The whole trick, if you will, with what we hopefully do in creating immersive stories and experiences is to transport the guest into the created reality we are presenting.

How has projection mapping changed the entertainment industry?
Mapping is a great tool. It allows us to place images within larger environments and context. It started out being as a novelty, with clever use of large textural surfaces becoming canvases for projected motion graphics and animation. The audiences have become somewhat accustomed now to the "basics"; they aren't as awed by what the technology can do, which creates both challenge and opportunity to use the ability and technology to create some real "magic."

How do you see immersive media changing the way stories are told in the future?
Technology in all forms provides artists the opportunity to bring their dreams to reality... the more sophisticated and accessible the technology, the more the creative spirit and mind can find opportunity to bring their dreams to reality. So to me, that isn't necessarily the core question...

...The question is really, what dreams do I have as a designer/storyteller that will be fun, meaningful, emotionally impacting to an audience? -- knowing that the tools we have just keep providing us more and more opportunity to create magical solutions to telling those stories and revealing those dreams.

 

Blending a unique set of entertainment skills developed over four decades in the world of theater, Disney theme parks, media and museums, Rick Rothschild in 2008 founded FAR Out! Creative Direction. He brings deep technical knowledge together with strong creative perspective to provide both vision and direction, to integrate complex ideas, systems and story. Along with creatively directing and producing over 25 unique Disney attractions during a 30-year tenure as a creative senior executive at Walt Disney Imagineering, Rick led and participated in a variety of endeavors that explored new attractions, theme parks and other resort, recreation and immersive experiences. His work at Disney also included consulting with a number of prestigious museums and educational institutions.

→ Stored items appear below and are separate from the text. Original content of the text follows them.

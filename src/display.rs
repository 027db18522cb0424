use std::fmt;
use std::fmt::{Display, Formatter};

use crate::error::FormatError;
use crate::options::FormatOptions;
use crate::render::{Native, Renderer};

/// Writes `begin`, then each element of `items` separated by `separator`, then `end`. Returns the
/// number of elements written.
///
/// The renderer is checked for readiness before the first write, so a
/// [FormatError::MissingRenderer] leaves `out` untouched.
pub fn write_seq<I, R>(
    out: &mut dyn fmt::Write,
    items: I,
    renderer: &R,
    options: &FormatOptions,
) -> Result<usize, FormatError>
where
    I: IntoIterator,
    R: Renderer<I::Item> + ?Sized,
{
    if !renderer.is_ready() {
        return Err(FormatError::MissingRenderer);
    }

    out.write_str(&options.begin)?;
    let mut count = 0;
    for item in items {
        if count != 0 {
            out.write_str(&options.separator)?;
        }
        renderer.render(item, out)?;
        count += 1;
    }
    out.write_str(&options.end)?;
    Ok(count)
}

/// Renders a sequence into a new [String].
pub fn format_seq<I, R>(
    items: I,
    renderer: &R,
    options: &FormatOptions,
) -> Result<String, FormatError>
where
    I: IntoIterator,
    R: Renderer<I::Item> + ?Sized,
{
    let mut out = String::new();
    write_seq(&mut out, items, renderer, options)?;
    Ok(out)
}

/// A [Display] view of a sequence. The sequence is re-iterated (via [Clone]) on every `fmt` call,
/// so the same view may be displayed any number of times.
///
/// Displaying through a renderer that is not ready fails with [fmt::Error]; use [format_seq] to
/// observe the underlying [FormatError].
pub struct DisplaySeq<I, R = Native> {
    items: I,
    renderer: R,
    options: FormatOptions,
}

impl<I> DisplaySeq<I> {
    pub fn new(items: I) -> Self {
        Self {
            items,
            renderer: Native,
            options: FormatOptions::DEFAULT,
        }
    }
}

impl<I, R> DisplaySeq<I, R> {
    pub fn with_options(mut self, options: FormatOptions) -> Self {
        self.options = options;
        self
    }

    pub fn with_renderer<S>(self, renderer: S) -> DisplaySeq<I, S> {
        DisplaySeq {
            items: self.items,
            renderer,
            options: self.options,
        }
    }
}

impl<I, R> Display for DisplaySeq<I, R>
where
    I: IntoIterator + Clone,
    R: Renderer<I::Item>,
{
    fn fmt(&self, f: &mut Formatter<'_>) -> fmt::Result {
        write_seq(f, self.items.clone(), &self.renderer, &self.options)
            .map_err(|_| fmt::Error)?;
        Ok(())
    }
}

impl<'a, D: Display> From<&'a [D]> for DisplaySeq<&'a [D]> {
    fn from(items: &'a [D]) -> Self {
        DisplaySeq::new(items)
    }
}

pub trait SeqExt: IntoIterator + Clone + Sized {
    fn display_seq(self) -> DisplaySeq<Self> {
        DisplaySeq::new(self)
    }

    fn display_seq_with(self, options: FormatOptions) -> DisplaySeq<Self> {
        DisplaySeq::new(self).with_options(options)
    }

    fn display_seq_rendered<R: Renderer<Self::Item>>(self, renderer: R) -> DisplaySeq<Self, R> {
        DisplaySeq::new(self).with_renderer(renderer)
    }
}

impl<I: IntoIterator + Clone> SeqExt for I {}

His projects include FlyOver Canada, a new, domed attraction that opened in Vancouver in June 2013, and was patterned after the Soarin' ride experience Rick directed for Disney California Adventure that uses projection on an 80 foot dome in its simulation of hang gliding. Rick previously partnered with Global Immersion (now part of Electrosonic) to develop a unique immersive experience for the Grainger Sky Theater, that opened in July 2011 at the Adler Planetarium. He has led teams that brought popular 3-D experiences to Disney theme parks such as It’s Tough to be a Bug!, Honey, I Shrunk the Audience and Mickey's PhilharMagic.